Wednesday, June 30, 2010

To be there for Andy

I just got back from grad class -- yep, that's still going on. I am one week away from finishing class #5, being halfway done with this program, and being on break for the rest of the summer. While this particular class, which deals with the way the brain learns, is one of the most interesting of the grad classes I've taken in this program, I am very much ready to be done for a little while. I'll start back up at the end of August, but the next eight weeks will be nice.

I saw Toy Story 3 the other day, and I must say that I absolutely loved it. I loved every second of this beautiful film. While I was already an adult when the first Toy Story came out, I loved that groundbreaking film. Both Toy Story and Toy Story 2 are funny, entertaining movies, so I was prepared for more of the same.
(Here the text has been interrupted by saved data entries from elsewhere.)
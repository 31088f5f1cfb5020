//! Progress event streaming for the reconciliation pipeline
//!
//! Every pipeline stage reports a start event, zero or more percentage
//! progress events, and a completion event carrying the error message if the
//! stage failed. Sinks receive events synchronously on the caller's task and
//! must not block.

use serde::{Deserialize, Serialize};
use std::fmt;
use std::sync::Mutex;
use tracing::{debug, info, warn};

/// The five pipeline stages, in execution order
#[derive(Debug, Clone, Copy, PartialEq, Eq, Hash, Serialize, Deserialize)]
#[serde(rename_all = "lowercase")]
pub enum PipelineStage {
    Parse,
    Resolve,
    Plan,
    Build,
    Deploy,
}

impl PipelineStage {
    /// Get the stage name as string
    pub fn as_str(&self) -> &'static str {
        match self {
            PipelineStage::Parse => "parse",
            PipelineStage::Resolve => "resolve",
            PipelineStage::Plan => "plan",
            PipelineStage::Build => "build",
            PipelineStage::Deploy => "deploy",
        }
    }

    /// All stages in execution order
    pub fn all() -> &'static [PipelineStage] {
        &[
            PipelineStage::Parse,
            PipelineStage::Resolve,
            PipelineStage::Plan,
            PipelineStage::Build,
            PipelineStage::Deploy,
        ]
    }
}

impl fmt::Display for PipelineStage {
    fn fmt(&self, f: &mut fmt::Formatter<'_>) -> fmt::Result {
        f.write_str(self.as_str())
    }
}

/// Progress event types
#[derive(Debug, Clone, Serialize, Deserialize, PartialEq)]
#[serde(tag = "type")]
pub enum ProgressEvent {
    #[serde(rename = "stage.start")]
    StageStart {
        stage: PipelineStage,
        timestamp: chrono::DateTime<chrono::Utc>,
    },
    #[serde(rename = "stage.progress")]
    StageProgress {
        stage: PipelineStage,
        message: String,
        percentage: u8,
    },
    #[serde(rename = "stage.complete")]
    StageComplete {
        stage: PipelineStage,
        timestamp: chrono::DateTime<chrono::Utc>,
        #[serde(skip_serializing_if = "Option::is_none")]
        error: Option<String>,
    },
}

impl ProgressEvent {
    /// Stage this event belongs to
    pub fn stage(&self) -> PipelineStage {
        match self {
            ProgressEvent::StageStart { stage, .. }
            | ProgressEvent::StageProgress { stage, .. }
            | ProgressEvent::StageComplete { stage, .. } => *stage,
        }
    }
}

/// Receiver of pipeline progress
pub trait ProgressSink: Send + Sync + fmt::Debug {
    /// Receive a single event
    fn emit(&self, event: ProgressEvent);

    /// Report the start of a stage
    fn stage_start(&self, stage: PipelineStage) {
        self.emit(ProgressEvent::StageStart {
            stage,
            timestamp: chrono::Utc::now(),
        });
    }

    /// Report intermediate progress within a stage (percentage is clamped to 100)
    fn progress(&self, stage: PipelineStage, message: &str, percentage: u8) {
        self.emit(ProgressEvent::StageProgress {
            stage,
            message: message.to_string(),
            percentage: percentage.min(100),
        });
    }

    /// Report stage completion, with the failure message if any
    fn stage_complete(&self, stage: PipelineStage, error: Option<String>) {
        self.emit(ProgressEvent::StageComplete {
            stage,
            timestamp: chrono::Utc::now(),
            error,
        });
    }
}

/// Sink that drops every event; the default
#[derive(Debug, Default, Clone, Copy)]
pub struct NoopProgress;

impl ProgressSink for NoopProgress {
    fn emit(&self, _event: ProgressEvent) {}
}

/// Sink that forwards events to `tracing`
#[derive(Debug, Default, Clone, Copy)]
pub struct TracingProgress;

impl ProgressSink for TracingProgress {
    fn emit(&self, event: ProgressEvent) {
        match event {
            ProgressEvent::StageStart { stage, .. } => info!(stage = %stage, "Stage started"),
            ProgressEvent::StageProgress {
                stage,
                message,
                percentage,
            } => debug!(stage = %stage, percentage, "{}", message),
            ProgressEvent::StageComplete {
                stage,
                error: None,
                ..
            } => info!(stage = %stage, "Stage completed"),
            ProgressEvent::StageComplete {
                stage,
                error: Some(error),
                ..
            } => warn!(stage = %stage, error = %error, "Stage failed"),
        }
    }
}

/// Sink that keeps every event in memory
#[derive(Debug, Default)]
pub struct RecordingProgress {
    events: Mutex<Vec<ProgressEvent>>,
}

impl RecordingProgress {
    pub fn new() -> Self {
        Self::default()
    }

    /// Snapshot of the events received so far
    pub fn events(&self) -> Vec<ProgressEvent> {
        self.events
            .lock()
            .map(|events| events.clone())
            .unwrap_or_default()
    }

    /// Stages that reported a start, in order
    pub fn started_stages(&self) -> Vec<PipelineStage> {
        self.events()
            .iter()
            .filter_map(|e| match e {
                ProgressEvent::StageStart { stage, .. } => Some(*stage),
                _ => None,
            })
            .collect()
    }
}

impl ProgressSink for RecordingProgress {
    fn emit(&self, event: ProgressEvent) {
        if let Ok(mut events) = self.events.lock() {
            events.push(event);
        }
    }
}

#[cfg(test)]
mod tests {
    use super::*;

    #[test]
    fn test_stage_display() {
        assert_eq!(PipelineStage::Parse.to_string(), "parse");
        assert_eq!(PipelineStage::Deploy.to_string(), "deploy");
        assert_eq!(PipelineStage::all().len(), 5);
    }

    #[test]
    fn test_recording_progress_collects_events() {
        let sink = RecordingProgress::new();
        sink.stage_start(PipelineStage::Plan);
        sink.progress(PipelineStage::Plan, "inspecting", 250);
        sink.stage_complete(PipelineStage::Plan, None);

        let events = sink.events();
        assert_eq!(events.len(), 3);
        assert!(events.iter().all(|e| e.stage() == PipelineStage::Plan));
        match &events[1] {
            ProgressEvent::StageProgress { percentage, .. } => assert_eq!(*percentage, 100),
            other => panic!("unexpected event {:?}", other),
        }
        assert_eq!(sink.started_stages(), vec![PipelineStage::Plan]);
    }

    #[test]
    fn test_tracing_progress_accepts_failures() {
        let sink: &dyn ProgressSink = &TracingProgress;
        sink.stage_start(PipelineStage::Build);
        sink.progress(PipelineStage::Build, "building", 50);
        sink.stage_complete(PipelineStage::Build, Some("boom".to_string()));
    }

    #[test]
    fn test_event_serialization_tag() {
        let event = ProgressEvent::StageProgress {
            stage: PipelineStage::Build,
            message: "pulling alpine".to_string(),
            percentage: 10,
        };
        let json = serde_json::to_value(&event).unwrap();
        assert_eq!(json["type"], "stage.progress");
        assert_eq!(json["stage"], "build");
    }
}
I was not prepared for how emotionally moving and poignant the new movie would be. Yes, it is very, very funny--especially Michael Keaton's role as Ken. In fact I laughed very hard through most of the movie. In addition, the film had some of the best action sequences of the summer. At times the film is even a bit scary, as some of the new characters are fairly evil. But all of this I was ready for.

Then about 20 minutes before the end, the movie changed and became first a nerve-wracking tale of survival, and then a heart-wringing tale of growing up. Starting about 15 minutes from the end, I began to well up with tears, and then the tears started to fall. Yes, it's true--these weren't just the moisture-in-my-eyes type of tears. Indeed, they were falling from my face and landing on my shoulders. I had warned my friends that I am a big crier, but I had to try to control myself. At a couple of points I had to take deep breaths to keep from audibly sobbing.

The end of Toy Story 3 was definitely written for those of us who saw the original in the theater--those of us old enough now to appreciate the commentary on childhood. Of course today's little kids will enjoy Toy Story 3 (and they have no doubt grown up with the DVDs of the first two films), but the end was not written for them. As I started to see how the film was going to end, I began to think about some of my own childhood toys, think about what Andy was doing in the film and how he felt about Woody and the other toy characters we have come to love, and my heart was moved in a way that few films have moved me before.


At 4:38 PM, Blogger P "N" K posited...

Well said. I can still remember exiting the theater with my parents after the original Toy Story and getting a Buzz Lightyear toy for Christmas. These movies are terrific.